■ **PROBLEM REQUIREMENTS**: Extract the final stretch of the data: the line that contains "pub fn new(start_secs: f64, end_secs: f64, text: &str)" and every line after it, unaltered, and no other lines.

■ **EXERCISE MATERIAL**:
//! Engine configuration

use serde::{Deserialize, Serialize};

use crate::error::{CaptionError, Result};
use crate::platform::VoiceDescriptor;

/// Polling band accepted for the clock sampler, in milliseconds
pub const MIN_POLL_INTERVAL_MS: u64 = 250;
pub const MAX_POLL_INTERVAL_MS: u64 = 500;

/// Clock sampler configuration
#[derive(Debug, Clone, Serialize, Deserialize)]
#[serde(default)]
pub struct SamplerConfig {
    /// Time between two reads of the playback clock
    pub poll_interval_ms: u64,

    /// Added to the playback position so speech onset lines up with the caption
    pub lookahead_secs: f64,
}

impl Default for SamplerConfig {
    fn default() -> Self {
        Self {
            poll_interval_ms: 500,
            lookahead_secs: 0.25,
        }
    }
}

impl SamplerConfig {
    pub fn poll_interval(&self) -> std::time::Duration {
        std::time::Duration::from_millis(self.poll_interval_ms)
    }
}

/// What the coordinator does when a new caption arrives while still speaking
#[derive(Debug, Clone, Copy, PartialEq, Eq, Serialize, Deserialize, Default)]
#[serde(rename_all = "snake_case")]
pub enum SpeechPolicy {
    /// Pause the video, wait for the utterance to end, resume, then speak
    #[default]
    QueueWithPause,
    /// Legacy behaviour: skip the new caption
    DropWhileBusy,
}

/// Speech coordination configuration
#[derive(Debug, Clone, Serialize, Deserialize)]
#[serde(default)]
pub struct SpeechConfig {
    /// Busy policy
    pub policy: SpeechPolicy,

    /// The platform already compensates cloud voice speed (no rate rescaling)
    pub native_rate_compensation: bool,

    /// Upper bound on waiting for an utterance to finish while the video is paused
    pub max_wait_ms: u64,

    /// Speaking speed of the simulated engine at rate 1.0
    pub words_per_second: f64,
}

impl Default for SpeechConfig {
    fn default() -> Self {
        Self {
            policy: SpeechPolicy::QueueWithPause,
            native_rate_compensation: false,
            max_wait_ms: 30_000,
            words_per_second: 2.5,
        }
    }
}

impl SpeechConfig {
    pub fn max_wait(&self) -> std::time::Duration {
        std::time::Duration::from_millis(self.max_wait_ms)
    }
}

/// Engine configuration
#[derive(Debug, Clone, Serialize, Deserialize)]
#[serde(default)]
pub struct EngineConfig {
    /// Site suffix stripped from page titles when naming subtitle files
    pub title_suffix: String,

    /// JSON file holding the persisted speech settings
    pub settings_path: Option<String>,

    /// Log level (trace, debug, info, warn, error)
    pub log_level: String,

    /// Log output format (pretty, json)
    pub log_format: String,

    /// Clock sampler configuration
    pub sampler: SamplerConfig,

    /// Speech coordination configuration
    pub speech: SpeechConfig,

    /// Voices offered by the simulated platform
    #[serde(skip_serializing_if = "Vec::is_empty")]
    pub voices: Vec<VoiceDescriptor>,
}

impl Default for EngineConfig {
    fn default() -> Self {
        Self {
            title_suffix: " - YouTube".to_string(),
            settings_path: None,
            log_level: "info".to_string(),
            log_format: "pretty".to_string(),
            sampler: SamplerConfig::default(),
            speech: SpeechConfig::default(),
            voices: Vec::new(),
        }
    }
}

impl EngineConfig {
    /// Load configuration from a TOML file
    pub fn from_file(path: &str) -> std::result::Result<Self, Box<dyn std::error::Error>> {
        let content = std::fs::read_to_string(path)?;
        let config: EngineConfig = toml::from_str(&content)?;
        Ok(config)
    }

    /// Save configuration to a TOML file
    pub fn to_file(&self, path: &str) -> std::result::Result<(), Box<dyn std::error::Error>> {
        let content = toml::to_string_pretty(self)?;
        std::fs::write(path, content)?;
        Ok(())
    }

    /// Reject values the engine cannot run with
    pub fn validate(&self) -> Result<()> {
        let poll = self.sampler.poll_interval_ms;
        if !(MIN_POLL_INTERVAL_MS..=MAX_POLL_INTERVAL_MS).contains(&poll) {
            return Err(CaptionError::Config(format!(
                "poll_interval_ms must be within {}..={}, got {}",
                MIN_POLL_INTERVAL_MS, MAX_POLL_INTERVAL_MS, poll
            )));
        }
        if !self.sampler.lookahead_secs.is_finite() || self.sampler.lookahead_secs < 0.0 {
            return Err(CaptionError::Config(format!(
                "lookahead_secs must be a non-negative number, got {}",
                self.sampler.lookahead_secs
            )));
        }
        if !matches!(self.log_format.as_str(), "pretty" | "json") {
            return Err(CaptionError::Config(format!(
                "log_format must be \"pretty\" or \"json\", got {:?}",
                self.log_format
            )));
        }
        if self.speech.max_wait_ms == 0 {
            return Err(CaptionError::Config("max_wait_ms must be positive".to_string()));
        }
        if !(self.speech.words_per_second > 0.0) {
            return Err(CaptionError::Config(format!(
                "words_per_second must be positive, got {}",
                self.speech.words_per_second
            )));
        }
        Ok(())
    }
}
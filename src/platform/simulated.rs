//! In-process stand-ins for the platform
//!
//! Used by the `speak` command and by tests. All clocks run on
//! `tokio::time::Instant` so paused-time tests stay deterministic.

use std::collections::HashMap;
use std::sync::Arc;
use std::time::Duration;

use parking_lot::{Mutex, RwLock};
use tokio::task::JoinHandle;
use tokio::time::Instant;

use super::{
    completion_pair, PlaybackElement, RemoteSpeechRequest, SpeechCompletion, SpeechEngine,
    Utterance, VoiceCatalog, VoiceDescriptor,
};

#[derive(Debug)]
struct PlayerState {
    /// Position when playback last started or stopped
    position: f64,
    /// Set while playing
    resumed_at: Option<Instant>,
    pause_count: usize,
    play_count: usize,
    clock_reads: usize,
}

impl PlayerState {
    fn position(&self) -> f64 {
        match self.resumed_at {
            Some(at) => self.position + at.elapsed().as_secs_f64(),
            None => self.position,
        }
    }
}

/// A video element whose clock advances with (virtual) wall time while playing
#[derive(Debug)]
pub struct SimulatedPlayer {
    state: Mutex<PlayerState>,
}

impl SimulatedPlayer {
    /// A player already playing from position zero
    pub fn playing() -> Self {
        Self {
            state: Mutex::new(PlayerState {
                position: 0.0,
                resumed_at: Some(Instant::now()),
                pause_count: 0,
                play_count: 0,
                clock_reads: 0,
            }),
        }
    }

    /// Jump to a position, keeping the play/pause state
    pub fn seek(&self, position: f64) {
        let mut state = self.state.lock();
        state.position = position;
        if state.resumed_at.is_some() {
            state.resumed_at = Some(Instant::now());
        }
    }

    pub fn is_paused(&self) -> bool {
        self.state.lock().resumed_at.is_none()
    }

    pub fn pause_count(&self) -> usize {
        self.state.lock().pause_count
    }

    pub fn play_count(&self) -> usize {
        self.state.lock().play_count
    }

    /// Number of `current_time` reads since creation or the last reset
    pub fn clock_reads(&self) -> usize {
        self.state.lock().clock_reads
    }

    pub fn reset_clock_reads(&self) {
        self.state.lock().clock_reads = 0;
    }
}

impl PlaybackElement for SimulatedPlayer {
    fn current_time(&self) -> f64 {
        let mut state = self.state.lock();
        state.clock_reads += 1;
        state.position()
    }

    fn play(&self) {
        let mut state = self.state.lock();
        state.play_count += 1;
        if state.resumed_at.is_none() {
            state.resumed_at = Some(Instant::now());
        }
    }

    fn pause(&self) {
        let mut state = self.state.lock();
        state.pause_count += 1;
        if state.resumed_at.is_some() {
            state.position = state.position();
            state.resumed_at = None;
        }
    }
}

/// Delivery path of a recorded utterance
#[derive(Debug, Clone, PartialEq)]
pub enum SpeechChannel {
    /// Local synthesis; `None` is the platform default voice
    Local(Option<String>),
    /// Remote translation voice for a language code
    Remote(String),
}

/// An utterance the simulated engine has started
#[derive(Debug, Clone, PartialEq)]
pub struct SpokenUtterance {
    pub text: String,
    pub channel: SpeechChannel,
    pub rate: f64,
    pub volume: f64,
    /// Offset from engine creation
    pub started_at: Duration,
}

#[derive(Debug, Default)]
struct EngineState {
    spoken: Vec<SpokenUtterance>,
    active: HashMap<u64, JoinHandle<()>>,
    next_id: u64,
    max_concurrent: usize,
}

/// Speech engine that "speaks" by sleeping for a duration derived from the
/// word count and rate, then signalling completion
#[derive(Debug)]
pub struct SimulatedSpeechEngine {
    state: Arc<Mutex<EngineState>>,
    words_per_second: f64,
    fixed_duration: Option<Duration>,
    epoch: Instant,
}

impl SimulatedSpeechEngine {
    pub fn new(words_per_second: f64) -> Self {
        Self {
            state: Arc::new(Mutex::new(EngineState::default())),
            words_per_second,
            fixed_duration: None,
            epoch: Instant::now(),
        }
    }

    /// Every utterance lasts exactly `duration`, regardless of text and rate
    pub fn with_fixed_duration(duration: Duration) -> Self {
        Self {
            fixed_duration: Some(duration),
            ..Self::new(2.5)
        }
    }

    /// How long an utterance of `text` at `rate` takes
    pub fn duration_for(&self, text: &str, rate: f64) -> Duration {
        if let Some(fixed) = self.fixed_duration {
            return fixed;
        }
        let words = text.split_whitespace().count().max(1) as f64;
        Duration::from_secs_f64(words / (self.words_per_second * rate.max(0.1)))
    }

    pub fn spoken(&self) -> Vec<SpokenUtterance> {
        self.state.lock().spoken.clone()
    }

    pub fn spoken_texts(&self) -> Vec<String> {
        self.state.lock().spoken.iter().map(|u| u.text.clone()).collect()
    }

    pub fn active_count(&self) -> usize {
        self.state.lock().active.len()
    }

    /// Highest number of overlapping utterances seen since creation or reset
    pub fn max_concurrent(&self) -> usize {
        self.state.lock().max_concurrent
    }

    pub fn reset_stats(&self) {
        let mut state = self.state.lock();
        state.max_concurrent = state.active.len();
    }

    fn start(
        &self,
        text: String,
        channel: SpeechChannel,
        rate: f64,
        volume: f64,
    ) -> SpeechCompletion {
        let duration = self.duration_for(&text, rate);
        let (completer, completion) = completion_pair();

        // Hold the lock across spawn so the task cannot remove its entry before it exists.
        let mut state = self.state.lock();
        let id = state.next_id;
        state.next_id += 1;

        tracing::info!(
            "Speaking {:?} via {:?} (rate={}, volume={}, {:.2}s)",
            text,
            channel,
            rate,
            volume,
            duration.as_secs_f64()
        );
        state.spoken.push(SpokenUtterance {
            text,
            channel,
            rate,
            volume,
            started_at: self.epoch.elapsed(),
        });

        let shared = Arc::clone(&self.state);
        let handle = tokio::spawn(async move {
            tokio::time::sleep(duration).await;
            shared.lock().active.remove(&id);
            completer.finish();
        });
        state.active.insert(id, handle);
        state.max_concurrent = state.max_concurrent.max(state.active.len());

        completion
    }
}

impl SpeechEngine for SimulatedSpeechEngine {
    fn speak(&self, utterance: Utterance) -> SpeechCompletion {
        let channel = SpeechChannel::Local(utterance.voice.map(|v| v.voice_uri));
        self.start(utterance.text, channel, utterance.rate, utterance.volume)
    }

    fn speak_remote(&self, request: RemoteSpeechRequest) -> SpeechCompletion {
        let channel = SpeechChannel::Remote(request.language_code);
        self.start(request.text, channel, request.rate, request.volume)
    }

    fn cancel(&self) {
        let mut state = self.state.lock();
        let cancelled = state.active.len();
        for (_, handle) in state.active.drain() {
            handle.abort();
        }
        if cancelled > 0 {
            tracing::debug!("Cancelled {} utterance(s)", cancelled);
        }
    }
}

/// Voice catalog that can be filled in later, the way platforms report
/// their voices asynchronously
#[derive(Debug, Default)]
pub struct VoiceList {
    voices: RwLock<Vec<VoiceDescriptor>>,
}

impl VoiceList {
    pub fn new(voices: Vec<VoiceDescriptor>) -> Self {
        Self {
            voices: RwLock::new(voices),
        }
    }

    pub fn replace(&self, voices: Vec<VoiceDescriptor>) {
        *self.voices.write() = voices;
    }
}

impl VoiceCatalog for VoiceList {
    fn voices(&self) -> Vec<VoiceDescriptor> {
        self.voices.read().clone()
    }
}
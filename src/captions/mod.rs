//! Caption tracks
//!
//! This module handles everything between a caption track and its intervals:
//! - Locating caption tracks in a watch page
//! - Building fetch URLs (translation target, ASR marker fallback)
//! - Parsing timed-text documents into caption intervals
//! - Transcoding intervals to SubRip (SRT)
//! - Caching parsed intervals per URL

pub mod cache;
pub mod srt;
pub mod timedtext;
pub mod tracks;

use std::sync::Arc;

/// One subtitle cue. Immutable once parsed.
#[derive(Debug, Clone, PartialEq)]
pub struct CaptionInterval {
    /// Start time in seconds
    pub start_secs: f64,
    /// End time in seconds, never before the start
    pub end_secs: f64,
    /// Normalized cue text, never empty
    pub text: String,
}

impl CaptionInterval {
    pub fn new(start_secs: f64, end_secs: f64, text: &str) -> Self {
        Self {
            start_secs,
            end_secs: end_secs.max(start_secs),
            text: text.to_string(),
        }
    }

    /// Get the duration in seconds
    pub fn duration_secs(&self) -> f64 {
        self.end_secs - self.start_secs
    }
}

/// All intervals of one caption track, in source order
pub type IntervalStore = Arc<[CaptionInterval]>;
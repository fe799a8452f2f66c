//! Caption-to-speech synchronization
//!
//! - `locator`: sampled time → active caption
//! - `sampler`: periodic clock reads and the session's task handle
//! - `voice`: voice, rate and volume for an utterance
//! - `coordinator`: the speak / wait / pause state machine
//! - `session`: one active track session per page

pub mod coordinator;
pub mod locator;
pub mod sampler;
pub mod session;
pub mod voice;

pub use session::{SessionDeps, SessionManager};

■ **SOLUTION TO THIS PROBLEM**:
    pub fn new(start_secs: f64, end_secs: f64, text: &str) -> Self {
        Self {
            start_secs,
            end_secs: end_secs.max(start_secs),
            text: text.to_string(),
        }
    }

    /// Get the duration in seconds
    pub fn duration_secs(&self) -> f64 {
        self.end_secs - self.start_secs
    }
}

/// All intervals of one caption track, in source order
pub type IntervalStore = Arc<[CaptionInterval]>;
repository fe799a8452f2f66c
//! Caption-to-speech synchronization
//!
//! - `locator`: sampled time → active caption
//! - `sampler`: periodic clock reads and the session's task handle
//! - `voice`: voice, rate and volume for an utterance
//! - `coordinator`: the speak / wait / pause state machine
//! - `session`: one active track session per page

pub mod coordinator;
pub mod locator;
pub mod sampler;
pub mod session;
pub mod voice;

pub use session::{SessionDeps, SessionManager};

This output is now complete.